あの暑かった夏のこと 内藤 誠
あの暑かった夏のこと
内藤 誠
かつて大島渚監督はこう書いたことがある。「一九七九年夏、内藤誠と私は『日本の黒幕』のシナリオを書くべく京都にいた。石塀小路の宿の小部屋は暑く、私は死ぬのではないかと思うほどがんばったが、シナリオはとうとう一か所が埋まらなかった」。これは、わたしにとって忘れがたく、悔やまれる文章である。
その暑い夏、わたしは大島渚組の仕事を手伝うようにと言われて、京都下河原石塀小路の田舎亭へ長期滞在の支度をして出かけていった。降って湧いたような話であったが、たとえ助手だって、「世界の大島」の仕事なら、一度はやってみようという気分だった。そのときまでは、監督協会でご挨拶するくらいのお付き合いだった。

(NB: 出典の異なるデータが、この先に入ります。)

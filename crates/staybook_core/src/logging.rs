//! Rolling file logs for the booking engine.
//!
//! # Responsibility
//! - Start the file logger once per process.
//! - Capture panics as sanitized, single-line log events.
//!
//! # Invariants
//! - Repeated init with the same level and directory is a no-op.
//! - Switching level or directory after init is rejected.
//! - Initialization never panics.

use flexi_logger::{Cleanup, Criterion, FileSpec, Logger, LoggerHandle, Naming, WriteMode};
use log::{error, info};
use once_cell::sync::OnceCell;
use std::error::Error;
use std::fmt::{Display, Formatter};
use std::path::{Path, PathBuf};

const LOG_FILE_BASENAME: &str = "staybook";
const MAX_LOG_FILE_SIZE_BYTES: u64 = 10 * 1024 * 1024;
const MAX_LOG_FILES: usize = 5;
const MAX_PANIC_PAYLOAD_CHARS: usize = 160;

static ACTIVE_LOGGER: OnceCell<ActiveLogger> = OnceCell::new();
static PANIC_HOOK: OnceCell<()> = OnceCell::new();

struct ActiveLogger {
    level: &'static str,
    log_dir: PathBuf,
    _handle: LoggerHandle,
}

/// Logging bootstrap failures.
#[derive(Debug, Clone, PartialEq, Eq)]
pub enum LoggingError {
    UnsupportedLevel(String),
    InvalidDirectory(String),
    Io(String),
    Backend(String),
    AlreadyInitialized {
        active: String,
        requested: String,
    },
}

impl Display for LoggingError {
    fn fmt(&self, f: &mut Formatter<'_>) -> std::fmt::Result {
        match self {
            Self::UnsupportedLevel(level) => write!(
                f,
                "unsupported log level `{level}`; expected trace|debug|info|warn|error"
            ),
            Self::InvalidDirectory(reason) => write!(f, "invalid log directory: {reason}"),
            Self::Io(reason) => write!(f, "log directory setup failed: {reason}"),
            Self::Backend(reason) => write!(f, "failed to start logger: {reason}"),
            Self::AlreadyInitialized { active, requested } => write!(
                f,
                "logging already initialized with {active}; refusing to switch to {requested}"
            ),
        }
    }
}

impl Error for LoggingError {}

/// Starts rolling file logging at `level` inside absolute `log_dir`.
///
/// # Errors
/// - `UnsupportedLevel` for anything but `trace|debug|info|warn|error`.
/// - `InvalidDirectory` when `log_dir` is blank or relative.
/// - `AlreadyInitialized` when a different level or directory is active.
pub fn init_logging(level: &str, log_dir: &str) -> Result<(), LoggingError> {
    let level = normalize_level(level)?;
    let log_dir = normalize_log_dir(log_dir)?;

    let active = ACTIVE_LOGGER.get_or_try_init(|| start_logger(level, &log_dir))?;
    if active.log_dir != log_dir {
        return Err(LoggingError::AlreadyInitialized {
            active: format!("directory `{}`", active.log_dir.display()),
            requested: format!("directory `{}`", log_dir.display()),
        });
    }
    if active.level != level {
        return Err(LoggingError::AlreadyInitialized {
            active: format!("level `{}`", active.level),
            requested: format!("level `{level}`"),
        });
    }
    Ok(())
}

/// Returns `(level, log_dir)` of the active logger, if any.
pub fn logging_status() -> Option<(&'static str, PathBuf)> {
    ACTIVE_LOGGER
        .get()
        .map(|active| (active.level, active.log_dir.clone()))
}

/// `debug` in debug builds, `info` in release builds.
pub fn default_log_level() -> &'static str {
    if cfg!(debug_assertions) {
        "debug"
    } else {
        "info"
    }
}

fn start_logger(level: &'static str, log_dir: &Path) -> Result<ActiveLogger, LoggingError> {
    std::fs::create_dir_all(log_dir)
        .map_err(|err| LoggingError::Io(format!("`{}`: {err}", log_dir.display())))?;

    let handle = Logger::try_with_str(level)
        .map_err(|err| LoggingError::Backend(err.to_string()))?
        .log_to_file(
            FileSpec::default()
                .directory(log_dir)
                .basename(LOG_FILE_BASENAME),
        )
        .rotate(
            Criterion::Size(MAX_LOG_FILE_SIZE_BYTES),
            Naming::Numbers,
            Cleanup::KeepLogFiles(MAX_LOG_FILES),
        )
        .write_mode(WriteMode::BufferAndFlush)
        .append()
        .format_for_files(flexi_logger::detailed_format)
        .start()
        .map_err(|err| LoggingError::Backend(err.to_string()))?;

    install_panic_hook_once();
    info!(
        "event=core_init module=core status=ok version={} level={} log_dir={}",
        env!("CARGO_PKG_VERSION"),
        level,
        log_dir.display()
    );

    Ok(ActiveLogger {
        level,
        log_dir: log_dir.to_path_buf(),
        _handle: handle,
    })
}

fn normalize_level(level: &str) -> Result<&'static str, LoggingError> {
    match level.trim().to_ascii_lowercase().as_str() {
        "trace" => Ok("trace"),
        "debug" => Ok("debug"),
        "info" => Ok("info"),
        "warn" | "warning" => Ok("warn"),
        "error" => Ok("error"),
        other => Err(LoggingError::UnsupportedLevel(other.to_string())),
    }
}

fn normalize_log_dir(log_dir: &str) -> Result<PathBuf, LoggingError> {
    let trimmed = log_dir.trim();
    if trimmed.is_empty() {
        return Err(LoggingError::InvalidDirectory("path is empty".to_string()));
    }
    let path = Path::new(trimmed);
    if !path.is_absolute() {
        return Err(LoggingError::InvalidDirectory(format!(
            "`{trimmed}` is not absolute"
        )));
    }
    Ok(path.to_path_buf())
}

fn install_panic_hook_once() {
    if PANIC_HOOK.set(()).is_err() {
        return;
    }

    let previous_hook = std::panic::take_hook();
    std::panic::set_hook(Box::new(move |panic_info| {
        let location = panic_info
            .location()
            .map(|loc| format!("{}:{}", loc.file(), loc.line()))
            .unwrap_or_else(|| "unknown".to_string());
        let payload = panic_info
            .payload()
            .downcast_ref::<&str>()
            .map(|message| (*message).to_string())
            .or_else(|| panic_info.payload().downcast_ref::<String>().cloned())
            .unwrap_or_else(|| "non-string panic payload".to_string());
        error!(
            "event=panic_captured module=core status=error location={} payload={}",
            location,
            single_line(&payload, MAX_PANIC_PAYLOAD_CHARS)
        );
        previous_hook(panic_info);
    }));
}

/// Collapses line breaks and caps length so one event stays one line.
fn single_line(value: &str, max_chars: usize) -> String {
    let flattened = value.replace(['\n', '\r'], " ");
    let mut capped: String = flattened.chars().take(max_chars).collect();
    if flattened.chars().count() > max_chars {
        capped.push_str("...");
    }
    capped
}

#[cfg(test)]
mod tests {
    use super::{
        init_logging, logging_status, normalize_level, normalize_log_dir, single_line,
        LoggingError,
    };

    #[test]
    fn normalize_level_accepts_aliases() {
        assert_eq!(normalize_level(" WARNING ").unwrap(), "warn");
        assert!(matches!(
            normalize_level("verbose"),
            Err(LoggingError::UnsupportedLevel(_))
        ));
    }

    #[test]
    fn normalize_log_dir_rejects_relative_and_blank_paths() {
        assert!(normalize_log_dir("logs/dev").is_err());
        assert!(normalize_log_dir("  ").is_err());
    }

    #[test]
    fn single_line_flattens_and_caps() {
        let line = single_line("unit\ncottage-1\rnights", 8);
        assert!(!line.contains('\n') && !line.contains('\r'));
        assert!(line.ends_with("..."));
    }

    #[test]
    fn init_is_idempotent_and_rejects_reconfiguration() {
        let dir = tempfile::tempdir().unwrap();
        let other = tempfile::tempdir().unwrap();
        let dir_str = dir.path().to_str().unwrap();
        let other_str = other.path().to_str().unwrap();

        init_logging("info", dir_str).unwrap();
        init_logging("INFO", dir_str).unwrap();

        assert!(matches!(
            init_logging("debug", dir_str),
            Err(LoggingError::AlreadyInitialized { .. })
        ));
        assert!(matches!(
            init_logging("info", other_str),
            Err(LoggingError::AlreadyInitialized { .. })
        ));

        let (level, active_dir) = logging_status().unwrap();
        assert_eq!(level, "info");
        assert_eq!(active_dir, dir.path());
    }
}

東映関係者からの事情説明がなくて、呼び出しが大島監督みずからだというのが、へんだったけれど、日下部五朗プロデューサーの新刊『シネマの極道』を読むまで、わたしは前後の事情も知らず、その日から宿屋に缶詰になり、読み、かつ書いた。にわか勉強で、児玉誉士夫『悪政・銃声・乱世』から始めて、内村剛介編『商社は裁かれるか』や、白井為雄『ロッキード事件恐怖の陰謀』など、次々に速読しながら、メモをとり、シナリオのキメをこまかくしようとした。

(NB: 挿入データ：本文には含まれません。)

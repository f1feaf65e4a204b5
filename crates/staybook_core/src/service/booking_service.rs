//! Booking and availability use cases.
//!
//! # Responsibility
//! - Validate raw requests before the availability engine runs.
//! - Gate booking management behind an admin `RequestContext`.
//! - Translate store errors into use-case errors.
//!
//! # Invariants
//! - `check_availability` never writes.
//! - `create_booking` never bypasses the repository overlap guard.
//! - Logged events carry unit keys and counts only, never raw payloads.

use crate::availability;
use crate::config::{AvailabilityConfig, ConfigError};
use crate::model::availability::AvailabilityResult;
use crate::model::booking::{Booking, BookingId, NewBooking};
use crate::model::interval::DateInterval;
use crate::model::unit::UnitId;
use crate::repo::booking_repo::{BookingRepository, RepoError};
use crate::request::{AvailabilityQuery, CreateBookingRequest, InputError};
use crate::service::context::RequestContext;
use log::{debug, info, warn};
use std::error::Error;
use std::fmt::{Display, Formatter};

/// Sample stays inserted by `seed_sample_bookings` into an empty store.
const SAMPLE_BOOKINGS: &[(&str, &str, &str)] = &[
    ("2nd-floor", "2025-12-25", "2025-12-28"),
    ("2nd-floor", "2025-12-29", "2026-01-01"),
    ("ground-floor", "2025-10-03", "2026-01-08"),
    ("cottage-1", "2025-10-03", "2026-01-08"),
];

/// Use-case error for booking flows.
#[derive(Debug)]
pub enum BookingServiceError {
    /// Client input rejected before reaching the engine.
    InvalidInput(InputError),
    /// Caller is not allowed to run this use case.
    Forbidden,
    /// Insert would double-book the unit.
    Conflict {
        unit: UnitId,
        conflicts: Vec<Booking>,
    },
    NotFound(BookingId),
    Repo(RepoError),
}

impl Display for BookingServiceError {
    fn fmt(&self, f: &mut Formatter<'_>) -> std::fmt::Result {
        match self {
            Self::InvalidInput(err) => write!(f, "{err}"),
            Self::Forbidden => write!(f, "admin access required"),
            Self::Conflict { .. } => write!(f, "dates overlap existing booking"),
            Self::NotFound(id) => write!(f, "booking not found: {id}"),
            Self::Repo(err) => write!(f, "{err}"),
        }
    }
}

impl Error for BookingServiceError {
    fn source(&self) -> Option<&(dyn Error + 'static)> {
        match self {
            Self::InvalidInput(err) => Some(err),
            Self::Repo(err) => Some(err),
            _ => None,
        }
    }
}

impl From<InputError> for BookingServiceError {
    fn from(value: InputError) -> Self {
        Self::InvalidInput(value)
    }
}

impl From<RepoError> for BookingServiceError {
    fn from(value: RepoError) -> Self {
        match value {
            RepoError::NotFound(id) => Self::NotFound(id),
            RepoError::Conflict { unit, conflicts } => Self::Conflict { unit, conflicts },
            other => Self::Repo(other),
        }
    }
}

pub type ServiceResult<T> = Result<T, BookingServiceError>;

/// Booking service facade over a repository implementation.
pub struct BookingService<R: BookingRepository> {
    repo: R,
    config: AvailabilityConfig,
}

impl<R: BookingRepository> BookingService<R> {
    /// Creates a service with the default suggestion policy.
    pub fn new(repo: R) -> Self {
        Self {
            repo,
            config: AvailabilityConfig::default(),
        }
    }

    /// Creates a service with a custom suggestion policy.
    pub fn with_config(repo: R, config: AvailabilityConfig) -> Result<Self, ConfigError> {
        config.validate()?;
        Ok(Self { repo, config })
    }

    pub fn config(&self) -> &AvailabilityConfig {
        &self.config
    }

    /// Answers one availability query. Open to any caller.
    pub fn check_availability(
        &self,
        query: &AvailabilityQuery,
    ) -> ServiceResult<AvailabilityResult> {
        let (unit, requested) = query.validate()?;
        self.check_interval(&unit, &requested)
    }

    /// Same as [`Self::check_availability`] for already-decoded input.
    pub fn check_interval(
        &self,
        unit: &UnitId,
        requested: &DateInterval,
    ) -> ServiceResult<AvailabilityResult> {
        let bookings = self.repo.list_bookings_for_unit(unit)?;
        let result = availability::check_availability(unit, &bookings, requested, &self.config);

        debug!(
            "event=availability_check module=service status=ok unit={} nights={} scanned={} available={} conflicts={} suggestions={}",
            unit,
            requested.nights(),
            bookings.len(),
            result.available,
            result.conflicts.len(),
            result.suggestions.len()
        );
        Ok(result)
    }

    /// Stores a new booking. Admin only.
    pub fn create_booking(
        &mut self,
        ctx: &RequestContext,
        request: &CreateBookingRequest,
    ) -> ServiceResult<Booking> {
        require_admin(ctx)?;
        let booking = request.validate()?;
        self.insert(&booking)
    }

    /// Lists every stored booking. Admin only.
    pub fn list_bookings(&self, ctx: &RequestContext) -> ServiceResult<Vec<Booking>> {
        require_admin(ctx)?;
        Ok(self.repo.list_bookings()?)
    }

    /// Deletes one booking by id. Admin only.
    pub fn delete_booking(&mut self, ctx: &RequestContext, id: BookingId) -> ServiceResult<()> {
        require_admin(ctx)?;
        self.repo.delete_booking(id)?;
        info!("event=booking_delete module=service status=ok booking_id={id}");
        Ok(())
    }

    /// Inserts the sample stays when the store is empty. Admin only.
    ///
    /// All samples land in one transaction. Returns the number inserted
    /// (0 when data already exists).
    pub fn seed_sample_bookings(&mut self, ctx: &RequestContext) -> ServiceResult<usize> {
        require_admin(ctx)?;
        if !self.repo.list_bookings()?.is_empty() {
            info!("event=booking_seed module=service status=skipped reason=store_not_empty");
            return Ok(0);
        }

        let samples = SAMPLE_BOOKINGS
            .iter()
            .map(|(unit, check_in, check_out)| {
                CreateBookingRequest::new(*unit, *check_in, *check_out).validate()
            })
            .collect::<Result<Vec<_>, _>>()?;
        let inserted = self.repo.insert_bookings(&samples)?.len();
        info!("event=booking_seed module=service status=ok inserted={inserted}");
        Ok(inserted)
    }

    fn insert(&mut self, booking: &NewBooking) -> ServiceResult<Booking> {
        match self.repo.insert_booking(booking) {
            Ok(stored) => {
                info!(
                    "event=booking_insert module=service status=ok unit={} booking_id={} nights={}",
                    stored.unit,
                    stored.id,
                    stored.interval.nights()
                );
                Ok(stored)
            }
            Err(RepoError::Conflict { unit, conflicts }) => {
                warn!(
                    "event=booking_conflict module=service status=rejected unit={} conflicts={}",
                    unit,
                    conflicts.len()
                );
                Err(BookingServiceError::Conflict { unit, conflicts })
            }
            Err(err) => Err(err.into()),
        }
    }
}

fn require_admin(ctx: &RequestContext) -> ServiceResult<()> {
    if ctx.is_admin() {
        Ok(())
    } else {
        Err(BookingServiceError::Forbidden)
    }
}
//! Booking availability core for staybook.
//! This crate owns the date-range overlap rules and the booking store guard.

pub mod availability;
pub mod config;
pub mod db;
pub mod logging;
pub mod model;
pub mod repo;
pub mod request;
pub mod service;

pub use availability::{check_availability, find_conflicts, overlaps, suggest_next_window};
pub use config::{AvailabilityConfig, ConfigError, SuggestionLength};
pub use logging::{default_log_level, init_logging, logging_status, LoggingError};
pub use model::availability::AvailabilityResult;
pub use model::booking::{Booking, BookingId, NewBooking};
pub use model::date::{format_calendar_date, parse_calendar_date, CalendarDate, DateParseError};
pub use model::interval::{DateInterval, IntervalError};
pub use model::unit::{EmptyUnitId, UnitId};
pub use repo::booking_repo::{BookingRepository, RepoError, RepoResult, SqliteBookingRepository};
pub use request::{AvailabilityQuery, CreateBookingRequest, InputError};
pub use service::booking_service::{BookingService, BookingServiceError, ServiceResult};
pub use service::context::RequestContext;

/// Returns the core crate version.
pub fn core_version() -> &'static str {
    env!("CARGO_PKG_VERSION")
}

大島さんが東京のテレビ局で「女の学校」の校長先生としてレギュラー出演しているときが、先行する大島さんの教養に追いつくチャンスだった。戸田・元持の美術スタッフがやってきて、大島脚本ではツナギのシーンは無用であると教えてくれた。「でも東映の台本のリズムとしては」と言いながら、こっそりとツナギの場面を入れたりした。
翻訳の出はじめたコーチャンの膨大な証言も精読したいと思ったが、その時間はなくて、大島さんのことばに耳をすませながら、せっせと鉛筆で二百字詰め原稿用紙を埋めていった。「右翼のセリフが巧いですね」とわたしが言うと、大島さんは苦笑していた。「誰がはかせた赤い靴よ 涙知らない乙女なのに」と『赤い靴のタンゴ』を挿入しながら、「これは川喜多和子のイメージだな」とか、「テロリストの少年の殺陣は、崔洋一がいいですよ」とか言いながら、時間がないわりにはむしろ陽気に、二百三十枚ほどの原稿を書いていったのだけれど、日下部さんが著書で書いているようにラストシーンが決まらなかった。
東映の封切りは絶対にのばせない。わたしは荒戸源次郎作詞の『昆虫採集の唄』などを引用しながら、いちおうエンドマークを書き込んだが、わたしたちの共同作業もそこまでだった。京都から引き上げるとき、「ナマ原稿はマコちゃんが持っていてくれ」と大島さんに言われて、そのままバッグに詰めて帰京した。もちろん、東映にもコピーはあるはずで、次の監督に決まった降旗さんから自宅に電話があり、「あなたたちの台本から使ってしまうところがあるかもしれないが、いいか?」と訊かれた。「東映の封切りは動かせませんし、降旗さんが好きなようにして、いい映画を作ってください」とわたしは言った。
大島さんは大友克洋の『童夢』を撮るようなことがあったら、またシナリオを手伝ってほしいと言ってくれたが、その話はなかった。
二〇〇八年に現代思潮新社から大島渚著作集が出ることになって、編集と解説の四方田犬彦から、映画化されなかったナマ原稿は残っていないのかと訊かれた。「持っている」と答えると四方田は喜んだが、わたしは東映から脚本料はもらっていないゆえ、東映の許可をとる必要はないけれども、大島さんの了解だけはとってほしいと言った。シナリオは第三巻「わが映画を解体する」に無事収録されて、わたしはナマ原稿を持っているという、積年の鬱陶しさから解放された。
挫折した仕事については小川徹のインタビューなども断り、沈黙を守ったが、大島さんは松田政男との「国文学」誌上の対談で、わたしとの仕事については好意的に語ってくれた。それをいいことに、わたしは拙著『昭和の映画少年』や『映画百年の事件簿』の解説をたのんだ。大島さんはそれらすべてを編集部が驚くほどの丁寧さでこなしてくれたが、いま思うと、大島さんは現代日本の映画監督の悲しみを熟知していて、映画監督にだけはやさしかったのだ。長年のご好意に感謝しつつ、ご冥福を祈り、お別れを言います。